Quantum machine learning and optimization with PennyLane

Combining PennyLane with Amazon Braket

This tutorial shows you how to construct circuits and evaluate their gradients in PennyLane with execution performed using Amazon Braket.

Computing gradients in parallel with PennyLane-Braket

In this tutorial, we explore how to speed up training of quantum circuits by using parallel execution on Amazon Braket. We begin by discussing why quantum circuit training involving gradients requires multiple device executions and motivate how the Braket SV1 simulator can be used to overcome this. The tutorial benchmarks SV1 against a local simulator, showing that SV1 outperforms the local simulator for both executions and gradient calculations. This illustrates how parallel capabilities can be combined between PennyLane and SV1.

Graph optimization with QAOA

In this tutorial we dig deeper into how quantum circuit training can be applied to a problem of practical relevance in graph optimization. We show how easy it is to train a QAOA circuit in PennyLane to solve the maximum clique problem on a simple example graph. The tutorial then extends to a more difficult 20-node graph and uses the parallel capabilities of the Amazon Braket SV1 simulator to speed up gradient calculations and hence train the quantum circuit faster, using around 1-2 minutes per iteration.

Hydrogen geometry with VQE

In this tutorial, we see how PennyLane and Amazon Braket can be combined to solve an important problem in quantum chemistry. The ground state energy of molecular hydrogen is calculated by optimizing a VQE circuit using the local Braket simulator. This tutorial highlights how qubit-wise commuting observables can be measured together in PennyLane and Braket, making optimization more efficient.

Simulation of Noisy Circuits with PennyLane-Braket

In this tutorial, we explore the impact of noise on quantum hybrid algorithms and overview of noise simulation on Amazon Braket with PennyLane. The tutorial shows how to use PennyLane to simulate the noisy circuits, on either the local or Braket on-demand noise simulator, and covers the basic concepts of noise channels, using PennyLane to compute cost functions of noisy circuits and optimize them.

Tracking Resource Usage

In this tutorial, we see how to use the PennyLane device tracker feature with Amazon Braket. The PennyLane device resource tracker keeps a record of the usage of a device, such as numbers of circuit evaluations and shots. Amazon Braket extends this information with quantum task IDs and simulator duration to allow further tracking. The device tracker can be combined with additional logic to monitor and limit resource usage on devices.
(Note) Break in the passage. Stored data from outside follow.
pub mod auth;
pub mod cors;
pub mod error_handling;
pub mod input_sanitization;
pub mod validation;

pub use auth::{require_auth, BearerToken};
pub use cors::cors_layer_for;
pub use error_handling::{ErrorHandlingConfig, ErrorHandlingLayer};
pub use validation::{FieldError, RequestValidator, ValidationErrors};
Adjoint Gradient Computation

In this tutorial, we will show you how to compute gradients of free parameters in a quantum circuit using PennyLane and Amazon Braket. Adjoint differentiation is a technique used to compute gradients of parametrized quantum circuits. It can be used when shots=0 and is available on Amazon Braket’s on-demand state vector simulator, SV1. The adjoint differentiation method allows you to compute the gradient of a circuit with P parameters in only 1+1 circuit executions (one forward and one backward pass, similar to backpropagation), as opposed to the parameter-shift or finite-difference methods, both of which require 2P circuit executions for every gradient calculation. The adjoint method can lower the cost of running variational quantum workflows, especially for circuits with a large number of parameters.